What the task asks
In the records below, find the line containing "let generator = TokenGenerator::new();" and the line containing "const MAX_SEGMENT_LEN: usize = 255;"; please repeat exactly the lines from one to the other, both included, and nothing more.
* * * * * * *
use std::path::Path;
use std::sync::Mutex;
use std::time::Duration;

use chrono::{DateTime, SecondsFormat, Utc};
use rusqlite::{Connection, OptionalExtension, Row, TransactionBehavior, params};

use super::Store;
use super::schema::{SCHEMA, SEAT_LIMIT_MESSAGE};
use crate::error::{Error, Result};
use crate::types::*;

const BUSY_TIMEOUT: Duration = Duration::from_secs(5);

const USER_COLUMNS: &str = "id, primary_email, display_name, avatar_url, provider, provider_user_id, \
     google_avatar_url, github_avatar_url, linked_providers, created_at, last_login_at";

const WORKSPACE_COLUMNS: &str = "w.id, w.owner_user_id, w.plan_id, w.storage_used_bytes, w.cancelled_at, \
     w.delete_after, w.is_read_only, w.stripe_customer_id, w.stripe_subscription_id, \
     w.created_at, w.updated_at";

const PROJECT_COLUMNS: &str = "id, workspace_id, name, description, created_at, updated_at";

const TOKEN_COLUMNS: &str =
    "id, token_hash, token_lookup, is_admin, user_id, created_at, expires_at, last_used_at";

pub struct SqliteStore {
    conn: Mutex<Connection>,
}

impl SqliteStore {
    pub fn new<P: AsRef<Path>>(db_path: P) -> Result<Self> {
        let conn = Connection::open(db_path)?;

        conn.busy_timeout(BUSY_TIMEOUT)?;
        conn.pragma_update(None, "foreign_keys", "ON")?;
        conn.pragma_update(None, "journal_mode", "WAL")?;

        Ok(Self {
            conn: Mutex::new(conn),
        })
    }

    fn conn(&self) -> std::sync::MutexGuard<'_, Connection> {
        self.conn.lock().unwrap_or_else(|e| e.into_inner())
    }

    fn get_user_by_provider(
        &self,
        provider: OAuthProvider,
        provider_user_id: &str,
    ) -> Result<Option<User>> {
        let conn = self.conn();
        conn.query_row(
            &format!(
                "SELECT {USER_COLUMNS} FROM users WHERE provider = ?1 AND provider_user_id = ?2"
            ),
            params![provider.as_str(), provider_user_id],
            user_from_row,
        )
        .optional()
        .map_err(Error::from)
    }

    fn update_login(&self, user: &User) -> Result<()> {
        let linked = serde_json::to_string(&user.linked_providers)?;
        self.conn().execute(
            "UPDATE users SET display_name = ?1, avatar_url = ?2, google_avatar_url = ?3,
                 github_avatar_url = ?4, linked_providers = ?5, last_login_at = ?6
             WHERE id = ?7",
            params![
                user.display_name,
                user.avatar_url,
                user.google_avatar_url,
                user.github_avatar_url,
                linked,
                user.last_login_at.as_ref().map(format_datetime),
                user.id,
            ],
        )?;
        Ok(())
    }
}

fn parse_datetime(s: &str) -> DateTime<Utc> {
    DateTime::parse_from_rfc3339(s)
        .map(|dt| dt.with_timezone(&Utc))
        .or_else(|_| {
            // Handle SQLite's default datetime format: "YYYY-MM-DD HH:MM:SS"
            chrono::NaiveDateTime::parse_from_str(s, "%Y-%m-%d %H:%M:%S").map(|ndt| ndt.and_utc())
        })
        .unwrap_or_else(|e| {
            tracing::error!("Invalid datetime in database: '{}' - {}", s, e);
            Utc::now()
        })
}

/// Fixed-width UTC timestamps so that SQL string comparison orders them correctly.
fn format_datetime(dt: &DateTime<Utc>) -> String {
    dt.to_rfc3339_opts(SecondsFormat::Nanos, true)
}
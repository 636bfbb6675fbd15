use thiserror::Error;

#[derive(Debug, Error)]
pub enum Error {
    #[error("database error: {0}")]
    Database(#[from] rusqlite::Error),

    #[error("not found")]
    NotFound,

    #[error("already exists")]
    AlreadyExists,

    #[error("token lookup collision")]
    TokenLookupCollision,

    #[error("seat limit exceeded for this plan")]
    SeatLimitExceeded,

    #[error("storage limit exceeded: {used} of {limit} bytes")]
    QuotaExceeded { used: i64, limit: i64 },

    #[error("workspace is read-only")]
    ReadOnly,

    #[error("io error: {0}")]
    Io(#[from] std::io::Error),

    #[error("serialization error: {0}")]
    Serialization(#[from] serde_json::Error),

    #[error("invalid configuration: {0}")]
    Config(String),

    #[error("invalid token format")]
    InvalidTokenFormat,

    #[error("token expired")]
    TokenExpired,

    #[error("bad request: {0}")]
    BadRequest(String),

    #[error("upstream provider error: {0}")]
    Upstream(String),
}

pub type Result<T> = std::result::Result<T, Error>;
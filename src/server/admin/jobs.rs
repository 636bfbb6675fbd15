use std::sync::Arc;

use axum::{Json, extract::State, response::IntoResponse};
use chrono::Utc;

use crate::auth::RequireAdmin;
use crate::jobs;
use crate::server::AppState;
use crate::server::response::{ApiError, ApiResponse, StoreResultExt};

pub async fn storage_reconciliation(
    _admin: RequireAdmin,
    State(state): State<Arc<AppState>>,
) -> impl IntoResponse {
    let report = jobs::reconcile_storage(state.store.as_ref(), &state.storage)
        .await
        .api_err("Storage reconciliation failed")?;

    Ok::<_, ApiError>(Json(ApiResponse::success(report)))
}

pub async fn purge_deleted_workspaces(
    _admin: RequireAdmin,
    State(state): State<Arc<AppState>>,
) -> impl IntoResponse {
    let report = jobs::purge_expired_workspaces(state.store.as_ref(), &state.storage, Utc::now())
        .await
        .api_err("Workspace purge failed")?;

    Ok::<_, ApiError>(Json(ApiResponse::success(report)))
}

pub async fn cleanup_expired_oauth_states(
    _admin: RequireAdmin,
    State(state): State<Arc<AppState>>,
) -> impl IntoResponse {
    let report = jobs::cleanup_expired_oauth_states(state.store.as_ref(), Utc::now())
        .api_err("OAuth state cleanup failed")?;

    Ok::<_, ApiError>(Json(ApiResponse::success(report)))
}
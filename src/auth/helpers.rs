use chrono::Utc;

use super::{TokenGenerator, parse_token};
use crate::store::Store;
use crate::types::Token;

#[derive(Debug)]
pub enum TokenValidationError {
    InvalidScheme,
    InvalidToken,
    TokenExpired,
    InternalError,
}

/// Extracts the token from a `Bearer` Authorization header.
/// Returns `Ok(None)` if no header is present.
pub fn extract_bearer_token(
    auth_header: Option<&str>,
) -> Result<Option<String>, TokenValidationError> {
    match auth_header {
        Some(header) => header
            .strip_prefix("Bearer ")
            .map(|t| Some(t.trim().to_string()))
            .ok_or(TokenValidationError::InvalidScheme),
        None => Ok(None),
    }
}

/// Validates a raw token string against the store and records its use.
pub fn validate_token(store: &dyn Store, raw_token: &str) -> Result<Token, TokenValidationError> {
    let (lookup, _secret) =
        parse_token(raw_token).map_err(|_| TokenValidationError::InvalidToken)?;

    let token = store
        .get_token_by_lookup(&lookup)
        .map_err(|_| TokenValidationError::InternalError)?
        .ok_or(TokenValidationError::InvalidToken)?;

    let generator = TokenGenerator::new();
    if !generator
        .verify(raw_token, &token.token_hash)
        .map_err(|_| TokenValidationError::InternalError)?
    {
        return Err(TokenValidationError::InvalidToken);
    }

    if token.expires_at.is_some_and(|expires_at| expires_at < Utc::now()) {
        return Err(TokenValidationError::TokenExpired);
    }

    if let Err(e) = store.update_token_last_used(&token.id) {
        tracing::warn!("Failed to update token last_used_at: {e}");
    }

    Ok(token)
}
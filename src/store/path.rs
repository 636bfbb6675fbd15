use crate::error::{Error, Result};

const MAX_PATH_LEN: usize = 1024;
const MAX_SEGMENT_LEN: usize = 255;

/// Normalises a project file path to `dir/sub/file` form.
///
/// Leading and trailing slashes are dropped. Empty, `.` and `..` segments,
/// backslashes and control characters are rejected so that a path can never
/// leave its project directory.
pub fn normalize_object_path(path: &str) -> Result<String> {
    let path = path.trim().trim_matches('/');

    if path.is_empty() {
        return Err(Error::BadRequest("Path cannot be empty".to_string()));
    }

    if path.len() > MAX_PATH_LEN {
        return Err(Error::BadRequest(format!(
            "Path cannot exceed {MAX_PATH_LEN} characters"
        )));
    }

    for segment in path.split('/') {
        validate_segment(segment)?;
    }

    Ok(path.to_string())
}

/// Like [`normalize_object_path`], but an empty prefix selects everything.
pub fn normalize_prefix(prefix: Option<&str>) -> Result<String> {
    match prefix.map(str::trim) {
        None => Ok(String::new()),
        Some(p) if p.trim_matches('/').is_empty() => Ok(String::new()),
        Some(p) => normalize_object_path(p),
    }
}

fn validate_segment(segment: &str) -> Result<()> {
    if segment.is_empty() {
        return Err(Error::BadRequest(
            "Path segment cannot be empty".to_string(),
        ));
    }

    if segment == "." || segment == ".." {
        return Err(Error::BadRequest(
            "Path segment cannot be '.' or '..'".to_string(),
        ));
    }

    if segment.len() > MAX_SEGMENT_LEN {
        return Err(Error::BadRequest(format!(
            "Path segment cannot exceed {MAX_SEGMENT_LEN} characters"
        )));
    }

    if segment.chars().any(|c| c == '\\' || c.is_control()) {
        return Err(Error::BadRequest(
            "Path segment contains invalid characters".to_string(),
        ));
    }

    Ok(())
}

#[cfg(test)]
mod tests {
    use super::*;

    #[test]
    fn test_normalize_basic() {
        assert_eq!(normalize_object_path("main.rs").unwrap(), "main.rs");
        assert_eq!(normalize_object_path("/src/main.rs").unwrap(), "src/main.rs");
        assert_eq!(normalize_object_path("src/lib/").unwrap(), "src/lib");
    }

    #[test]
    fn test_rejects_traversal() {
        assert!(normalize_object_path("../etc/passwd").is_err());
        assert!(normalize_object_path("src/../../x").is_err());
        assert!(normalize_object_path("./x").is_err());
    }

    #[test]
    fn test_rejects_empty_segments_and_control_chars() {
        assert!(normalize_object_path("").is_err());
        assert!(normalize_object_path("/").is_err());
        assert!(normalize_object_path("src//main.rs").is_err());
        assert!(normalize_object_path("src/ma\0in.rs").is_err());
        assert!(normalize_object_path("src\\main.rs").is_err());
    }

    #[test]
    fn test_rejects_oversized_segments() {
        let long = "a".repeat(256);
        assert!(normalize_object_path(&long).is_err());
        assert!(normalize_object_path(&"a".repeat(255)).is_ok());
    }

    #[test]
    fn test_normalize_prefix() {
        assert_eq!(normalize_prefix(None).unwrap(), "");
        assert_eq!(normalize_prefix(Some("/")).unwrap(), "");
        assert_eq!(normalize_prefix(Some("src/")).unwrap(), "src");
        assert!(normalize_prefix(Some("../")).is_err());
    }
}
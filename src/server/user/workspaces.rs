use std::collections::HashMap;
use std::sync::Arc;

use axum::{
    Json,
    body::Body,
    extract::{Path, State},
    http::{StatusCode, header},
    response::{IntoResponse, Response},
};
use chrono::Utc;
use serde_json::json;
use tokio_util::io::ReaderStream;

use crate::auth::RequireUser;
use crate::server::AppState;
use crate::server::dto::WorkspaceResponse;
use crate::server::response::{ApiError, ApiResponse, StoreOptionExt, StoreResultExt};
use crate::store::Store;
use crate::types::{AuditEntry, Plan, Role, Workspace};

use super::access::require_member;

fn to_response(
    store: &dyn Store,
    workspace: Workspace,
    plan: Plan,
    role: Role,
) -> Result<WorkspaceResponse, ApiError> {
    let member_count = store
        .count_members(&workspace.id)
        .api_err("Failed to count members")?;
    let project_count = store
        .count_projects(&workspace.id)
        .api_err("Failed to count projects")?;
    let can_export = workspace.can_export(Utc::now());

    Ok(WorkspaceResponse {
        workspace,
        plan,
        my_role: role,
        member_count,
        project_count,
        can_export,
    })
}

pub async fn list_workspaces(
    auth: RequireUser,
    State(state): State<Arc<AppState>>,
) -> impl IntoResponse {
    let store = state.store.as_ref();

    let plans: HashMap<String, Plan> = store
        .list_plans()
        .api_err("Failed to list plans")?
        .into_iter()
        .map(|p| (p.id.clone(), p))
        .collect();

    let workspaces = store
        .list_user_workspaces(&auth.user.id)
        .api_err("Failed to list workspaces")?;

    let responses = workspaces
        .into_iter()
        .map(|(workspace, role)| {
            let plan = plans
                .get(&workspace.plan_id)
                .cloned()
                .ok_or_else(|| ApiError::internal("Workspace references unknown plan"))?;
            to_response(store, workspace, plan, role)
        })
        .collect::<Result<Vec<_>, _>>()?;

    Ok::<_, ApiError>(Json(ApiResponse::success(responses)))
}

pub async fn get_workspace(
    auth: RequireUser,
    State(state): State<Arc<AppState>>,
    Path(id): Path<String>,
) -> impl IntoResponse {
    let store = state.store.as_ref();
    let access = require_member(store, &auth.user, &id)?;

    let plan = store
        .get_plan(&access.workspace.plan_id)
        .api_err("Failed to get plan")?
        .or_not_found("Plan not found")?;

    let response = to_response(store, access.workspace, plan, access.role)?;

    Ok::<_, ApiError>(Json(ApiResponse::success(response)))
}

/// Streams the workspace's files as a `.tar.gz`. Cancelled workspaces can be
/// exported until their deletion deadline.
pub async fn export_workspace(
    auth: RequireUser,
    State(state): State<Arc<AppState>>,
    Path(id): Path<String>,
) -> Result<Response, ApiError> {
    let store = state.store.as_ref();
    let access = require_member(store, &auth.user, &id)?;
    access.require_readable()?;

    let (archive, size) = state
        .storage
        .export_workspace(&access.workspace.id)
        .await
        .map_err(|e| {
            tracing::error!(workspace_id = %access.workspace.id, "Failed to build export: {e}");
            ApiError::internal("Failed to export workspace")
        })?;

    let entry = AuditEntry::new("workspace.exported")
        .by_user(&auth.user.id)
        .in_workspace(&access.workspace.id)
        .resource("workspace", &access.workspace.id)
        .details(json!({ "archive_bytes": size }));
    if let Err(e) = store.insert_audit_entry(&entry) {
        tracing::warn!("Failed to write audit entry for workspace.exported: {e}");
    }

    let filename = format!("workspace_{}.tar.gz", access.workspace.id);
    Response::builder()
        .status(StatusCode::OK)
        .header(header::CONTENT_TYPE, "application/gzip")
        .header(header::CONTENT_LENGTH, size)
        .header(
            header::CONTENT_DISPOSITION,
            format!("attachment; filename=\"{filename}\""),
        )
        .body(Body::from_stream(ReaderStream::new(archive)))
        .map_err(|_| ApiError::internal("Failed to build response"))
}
* * * * * * *
Answer
    let generator = TokenGenerator::new();
    if !generator
        .verify(raw_token, &token.token_hash)
        .map_err(|_| TokenValidationError::InternalError)?
    {
        return Err(TokenValidationError::InvalidToken);
    }

    if token.expires_at.is_some_and(|expires_at| expires_at < Utc::now()) {
        return Err(TokenValidationError::TokenExpired);
    }

    if let Err(e) = store.update_token_last_used(&token.id) {
        tracing::warn!("Failed to update token last_used_at: {e}");
    }

    Ok(token)
}
filename src/store/path.rs
repository 636bfbb6675fbd15
use crate::error::{Error, Result};

const MAX_PATH_LEN: usize = 1024;
const MAX_SEGMENT_LEN: usize = 255;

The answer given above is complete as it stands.